Le ministre de l’Intérieur de la République démocratique du Congo, Jacquemain Shabani, a annoncé samedi l’interdiction des rassemblements de masse à Kinshasa ainsi que dans trois autres provinces – Tshopo, Haut-Uele et Bas-Uele – dans le but de freiner la propagation du virus Ebola. La mesure concerne des zones qui n’ont pas encore enregistré de cas confirmés mais qui sont jugées à risque en raison de leur proximité avec les foyers actifs de l’est du pays.

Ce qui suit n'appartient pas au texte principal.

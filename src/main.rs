//! Turnstile - bearer-token gated account and file service

use clap::Parser;
use std::sync::Arc;
use tracing::{error, info};
use tracing_subscriber::{layer::SubscriberExt, util::SubscriberInitExt};

use turnstile::{auth::SystemClock, config::Args, db::Database, server, AppState};

#[tokio::main]
async fn main() -> anyhow::Result<()> {
    // Load environment variables from .env file if present
    let _ = dotenvy::dotenv();

    let args = Args::parse();

    // Initialize tracing/logging
    let filter = tracing_subscriber::EnvFilter::try_from_default_env()
        .unwrap_or_else(|_| format!("turnstile={},info", args.log_level).into());
    let registry = tracing_subscriber::registry().with(filter);
    if args.log_json {
        registry
            .with(tracing_subscriber::fmt::layer().json())
            .init();
    } else {
        registry.with(tracing_subscriber::fmt::layer()).init();
    }

    if let Err(e) = args.validate() {
        error!("Configuration error: {}", e);
        std::process::exit(1);
    }

    info!("======================================");
    info!("  Turnstile");
    info!("======================================");
    info!("Listen: {}", args.listen);
    info!("Database: {:?}", args.database_path);
    info!("Token TTL: {}s", args.token_ttl_seconds);
    info!(
        "Password hashing: argon2id m={} KiB t={} p={}",
        args.hash_memory_kib, args.hash_iterations, args.hash_parallelism
    );
    info!("Max upload: {} bytes", args.max_upload_bytes);
    info!("======================================");

    let db = match Database::open(&args.database_path) {
        Ok(db) => Arc::new(db),
        Err(e) => {
            error!("Failed to open database: {}", e);
            std::process::exit(1);
        }
    };

    let state = match AppState::new(args, db, Arc::new(SystemClock)) {
        Ok(state) => Arc::new(state),
        Err(e) => {
            error!("Failed to initialize: {}", e);
            std::process::exit(1);
        }
    };

    if let Err(e) = server::run(state).await {
        error!("Server error: {:?}", e);
        std::process::exit(1);
    }

    Ok(())
}
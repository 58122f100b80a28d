//! Password hashing and verification using Argon2
//!
//! Uses the argon2id variant. The stored string is PHC-formatted, so it
//! carries the salt and cost parameters needed to verify it later.

use argon2::{
    password_hash::{rand_core::OsRng, PasswordHash, PasswordHasher as _, PasswordVerifier, SaltString},
    Algorithm, Argon2, Params, Version,
};
use tracing::debug;

use crate::types::ServiceError;

/// Salted one-way hasher with a fixed cost
#[derive(Clone)]
pub struct PasswordHasher {
    params: Params,
}

impl Default for PasswordHasher {
    fn default() -> Self {
        Self::new(Params::default())
    }
}

impl PasswordHasher {
    pub fn new(params: Params) -> Self {
        Self { params }
    }

    fn argon2(&self) -> Argon2<'static> {
        Argon2::new(Algorithm::Argon2id, Version::V0x13, self.params.clone())
    }

    /// Hash a password with a fresh random salt
    ///
    /// Returns the PHC-formatted hash string that includes the salt and parameters.
    pub fn hash(&self, password: &str) -> Result<String, ServiceError> {
        let salt = SaltString::generate(&mut OsRng);

        self.argon2()
            .hash_password(password.as_bytes(), &salt)
            .map(|hash| hash.to_string())
            .map_err(|e| ServiceError::Internal(format!("Failed to hash password: {e}")))
    }

    /// Verify a password against a stored hash
    ///
    /// A malformed stored hash is reported as a mismatch, not an error.
    /// Parameters come from the stored hash, so hashes created under an
    /// older cost setting still verify.
    pub fn verify(&self, hash: &str, password: &str) -> bool {
        let parsed_hash = match PasswordHash::new(hash) {
            Ok(parsed) => parsed,
            Err(e) => {
                debug!("Stored password hash is malformed: {}", e);
                return false;
            }
        };

        self.argon2()
            .verify_password(password.as_bytes(), &parsed_hash)
            .is_ok()
    }
}

#[cfg(test)]
pub(crate) fn fast_hasher() -> PasswordHasher {
    PasswordHasher::new(Params::new(1024, 1, 1, None).unwrap())
}

#[cfg(test)]
mod tests {
    use super::*;

    #[test]
    fn test_hash_and_verify() {
        let hasher = fast_hasher();
        let password = "correct-horse-battery-staple";
        let hash = hasher.hash(password).unwrap();

        // Hash should be in PHC format
        assert!(hash.starts_with("$argon2id$"));
        assert!(!hash.contains(password));

        assert!(hasher.verify(&hash, password));
        assert!(!hasher.verify(&hash, "wrong-password"));
    }

    #[test]
    fn test_different_salts() {
        let hasher = fast_hasher();
        let password = "same-password";
        let hash1 = hasher.hash(password).unwrap();
        let hash2 = hasher.hash(password).unwrap();

        // Same password should produce different hashes (different salts)
        assert_ne!(hash1, hash2);

        assert!(hasher.verify(&hash1, password));
        assert!(hasher.verify(&hash2, password));
    }

    #[test]
    fn test_invalid_hash_format_is_mismatch() {
        let hasher = fast_hasher();
        assert!(!hasher.verify("not-a-valid-hash", "password"));
        assert!(!hasher.verify("", "password"));
        assert!(!hasher.verify("$argon2id$v=19$garbage", "password"));
    }

    #[test]
    fn test_verifies_hash_made_with_other_cost() {
        let strong = PasswordHasher::new(Params::new(2048, 2, 1, None).unwrap());
        let hash = strong.hash("pw1").unwrap();

        assert!(fast_hasher().verify(&hash, "pw1"));
    }

    #[test]
    fn test_empty_password_round_trip() {
        let hasher = fast_hasher();
        let hash = hasher.hash("").unwrap();
        assert!(hasher.verify(&hash, ""));
        assert!(!hasher.verify(&hash, " "));
    }
}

L’épidémie est pour l’instant concentrée dans les provinces d’Ituri, du Nord-Kivu et du Sud-Kivu, situées à environ 1 800 kilomètres de la capitale. Selon les autorités sanitaires, Ituri concentre plus de 90 % des contaminations. Le nombre total de cas confirmés s’élève désormais à 1 274, et 360 décès ont été recensés. La journée de samedi a vu une augmentation de 47 infections, ce qui a motivé le durcissement des restrictions.

Critiques de l’opposition

Plusieurs figures de l’opposition ont vivement contesté cette décision. Prince Epenge, porte-parole de la coalition Lamuka, a estimé qu’elle était « politique », aucun cas n’ayant été confirmé à Kinshasa. « Ce n’est pas légitime. Nous ne pouvons pas accepter cette décision », a-t-il déclaré. De son côté, le secrétaire général du parti Envol, Rodrigue Ramazani, a appelé les manifestants à braver l’interdiction et à participer à la marche prévue le 8 juillet, affirmant que la directive « sent la manœuvre politique plutôt qu’une mesure de santé publique ».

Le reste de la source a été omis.